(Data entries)
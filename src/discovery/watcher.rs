//! Catalog snapshot watcher.

use std::path::{Path, PathBuf};
use std::time::Duration;

use notify::{Config, Event, RecommendedWatcher, RecursiveMode, Watcher};
use tokio::sync::mpsc;

use crate::discovery::catalog::{load_catalog, CatalogRecord};

const POLL_INTERVAL: Duration = Duration::from_secs(2);

/// Sends a fresh catalog snapshot every time the snapshot file changes.
pub struct CatalogWatcher {
    path: PathBuf,
    snapshots: mpsc::UnboundedSender<Vec<CatalogRecord>>,
}

impl CatalogWatcher {
    /// Returns the watcher and the receiving end of its snapshot channel.
    pub fn new(path: &Path) -> (Self, mpsc::UnboundedReceiver<Vec<CatalogRecord>>) {
        let (snapshots, rx) = mpsc::unbounded_channel();
        let watcher = Self {
            path: path.to_path_buf(),
            snapshots,
        };
        (watcher, rx)
    }

    /// Start watching. Snapshots stop when the returned handle is dropped.
    pub fn run(self) -> Result<RecommendedWatcher, notify::Error> {
        let path = self.path.clone();
        let snapshots = self.snapshots.clone();

        let mut watcher = RecommendedWatcher::new(
            move |res: notify::Result<Event>| match res {
                Ok(event) => forward_snapshot(&path, &event, &snapshots),
                Err(e) => tracing::error!(error = %e, "Catalog watch failed"),
            },
            Config::default().with_poll_interval(POLL_INTERVAL),
        )?;
        watcher.watch(&self.path, RecursiveMode::NonRecursive)?;

        tracing::info!(path = ?self.path, "Watching catalog snapshot");
        Ok(watcher)
    }
}

/// Reload and send the snapshot if the event touched its contents.
///
/// A snapshot that fails to load is logged and dropped; consumers keep the
/// routes they already have.
fn forward_snapshot(
    path: &Path,
    event: &Event,
    snapshots: &mpsc::UnboundedSender<Vec<CatalogRecord>>,
) {
    if !(event.kind.is_modify() || event.kind.is_create()) {
        return;
    }
    match load_catalog(path) {
        Ok(records) => {
            tracing::debug!(path = ?path, records = records.len(), "Catalog snapshot changed");
            // Receiver gone means nobody is rebuilding tables any more.
            let _ = snapshots.send(records);
        }
        Err(e) => tracing::warn!(path = ?path, error = %e, "Ignoring unreadable catalog snapshot"),
    }
}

» **THE PROBLEM**: Could you find every line in the records above that contains the word "mpsc" and copy it?

» **ANSWER BOX**:
use tokio::sync::mpsc;
    snapshots: mpsc::UnboundedSender<Vec<CatalogRecord>>,
    pub fn new(path: &Path) -> (Self, mpsc::UnboundedReceiver<Vec<CatalogRecord>>) {
        let (snapshots, rx) = mpsc::unbounded_channel();
    snapshots: &mpsc::UnboundedSender<Vec<CatalogRecord>>,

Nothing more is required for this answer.